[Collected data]
==*==

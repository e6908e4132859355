//! Error types for the room layer.

use roomgate_protocol::{PlayerId, RoomId, RoomLifecycleState};

/// Errors that can occur during room operations.
#[derive(Debug, thiserror::Error)]
pub enum RoomError {
    /// The room does not exist (or belonged to an earlier ID epoch).
    #[error("room {0} not found")]
    NotFound(RoomId),

    /// The room is in a lifecycle state that doesn't allow this operation.
    #[error("room {room_id} is {state}, cannot {operation}")]
    InvalidState {
        room_id: RoomId,
        state: RoomLifecycleState,
        operation: &'static str,
    },

    /// The player already has a seat in this room.
    #[error("player {0} is already in room {1}")]
    AlreadyMember(PlayerId, RoomId),

    /// The player has no seat in this room.
    #[error("player {0} is not in room {1}")]
    NotMember(PlayerId, RoomId),

    /// The caller lacks the required relationship to the room.
    #[error("player {player} is not the owner of room {room_id}")]
    PermissionDenied { player: PlayerId, room_id: RoomId },
}
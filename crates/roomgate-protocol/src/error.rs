//! Error types for the protocol layer.
//!
//! Each crate in Roomgate defines its own error enum. A `ProtocolError`
//! always means the bytes could not be turned into a message (or back),
//! never that the message itself was refused.

/// Errors that can occur in the protocol layer.
#[derive(Debug, thiserror::Error)]
pub enum ProtocolError {
    /// Serialization failed (turning a Rust type into bytes).
    #[cfg(feature = "json")]
    #[error("encode failed: {0}")]
    Encode(serde_json::Error),

    /// Deserialization failed (turning bytes into a Rust type).
    ///
    /// Common causes: malformed JSON, an unknown `method` tag, or
    /// missing required fields.
    #[cfg(feature = "json")]
    #[error("decode failed: {0}")]
    Decode(serde_json::Error),

    /// The message is well-formed but violates the RPC exchange, e.g. a
    /// reply whose `seq` doesn't match the request.
    #[error("invalid message: {0}")]
    InvalidMessage(String),
}
//! Time-partitioned read/write access to a live session.
//!
//! Instead of locking a session's roster against concurrent readers and
//! writers, every session's lifetime is cut into recurring cycles. Each
//! cycle starts with a write window and ends with a read window:
//!
//! ```text
//!  session start
//!  │
//!  ├──── write ────┬─ read ─┼──── write ────┬─ read ─┼── …
//!  0              30       40              70       80   (seconds)
//! ```
//!
//! The two windows are disjoint and together cover the whole cycle, so
//! at every instant exactly one kind of access is allowed. This only
//! orders traffic as well as callers' clocks and round trips stay inside
//! the window margins; it is not a linearizability guarantee.

use std::fmt;
use std::time::{Duration, Instant};

use crate::SessionError;

/// The two kinds of access a session accepts.
#[derive(Debug, Clone, Copy, PartialEq, Eq)]
pub enum Access {
    Read,
    Write,
}

impl fmt::Display for Access {
    fn fmt(&self, f: &mut fmt::Formatter<'_>) -> fmt::Result {
        match self {
            Self::Read => write!(f, "read"),
            Self::Write => write!(f, "write"),
        }
    }
}

/// The window schedule shared by every session on a host.
#[derive(Debug, Clone, Copy, PartialEq, Eq)]
pub struct AccessWindowGate {
    cycle: Duration,
    write_window: Duration,
}

impl AccessWindowGate {
    /// Builds a schedule where each `cycle` opens with `write_window` of
    /// writes and spends the rest on reads.
    ///
    /// # Errors
    /// [`SessionError::InvalidConfig`] unless `0 < write_window < cycle`;
    /// both windows must be non-empty.
    pub fn new(cycle: Duration, write_window: Duration) -> Result<Self, SessionError> {
        if write_window.is_zero() || write_window >= cycle {
            return Err(SessionError::InvalidConfig(format!(
                "write window {write_window:?} must be non-zero and shorter than cycle {cycle:?}"
            )));
        }
        Ok(Self {
            cycle,
            write_window,
        })
    }

    pub fn cycle(&self) -> Duration {
        self.cycle
    }

    pub fn write_window(&self) -> Duration {
        self.write_window
    }

    pub fn read_window(&self) -> Duration {
        self.cycle - self.write_window
    }

    /// Which access is open `elapsed` after session start.
    pub fn open_at(&self, elapsed: Duration) -> Access {
        let phase = elapsed.as_nanos() % self.cycle.as_nanos();
        if phase < self.write_window.as_nanos() {
            Access::Write
        } else {
            Access::Read
        }
    }

    /// `true` iff `now` falls in a read window of a session started at
    /// `started_at`.
    pub fn can_read(&self, started_at: Instant, now: Instant) -> bool {
        self.open_at(now.saturating_duration_since(started_at)) == Access::Read
    }

    /// `true` iff `now` falls in a write window of a session started at
    /// `started_at`.
    pub fn can_write(&self, started_at: Instant, now: Instant) -> bool {
        self.open_at(now.saturating_duration_since(started_at)) == Access::Write
    }
}

impl Default for AccessWindowGate {
    /// 40 second cycles: 30 s of writes, then 10 s of reads.
    fn default() -> Self {
        Self {
            cycle: Duration::from_secs(40),
            write_window: Duration::from_secs(30),
        }
    }
}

==*==

**Work instructions**
Retype, exactly and in full, the lines above from the one containing "trips stay inside" through the one containing "rest on reads.".

**The answer**
//! orders traffic as well as callers' clocks and round trips stay inside
//! the window margins; it is not a linearizability guarantee.

use std::fmt;
use std::time::{Duration, Instant};

use crate::SessionError;

/// The two kinds of access a session accepts.
#[derive(Debug, Clone, Copy, PartialEq, Eq)]
pub enum Access {
    Read,
    Write,
}

impl fmt::Display for Access {
    fn fmt(&self, f: &mut fmt::Formatter<'_>) -> fmt::Result {
        match self {
            Self::Read => write!(f, "read"),
            Self::Write => write!(f, "write"),
        }
    }
}

/// The window schedule shared by every session on a host.
#[derive(Debug, Clone, Copy, PartialEq, Eq)]
pub struct AccessWindowGate {
    cycle: Duration,
    write_window: Duration,
}

impl AccessWindowGate {
    /// Builds a schedule where each `cycle` opens with `write_window` of
    /// writes and spends the rest on reads.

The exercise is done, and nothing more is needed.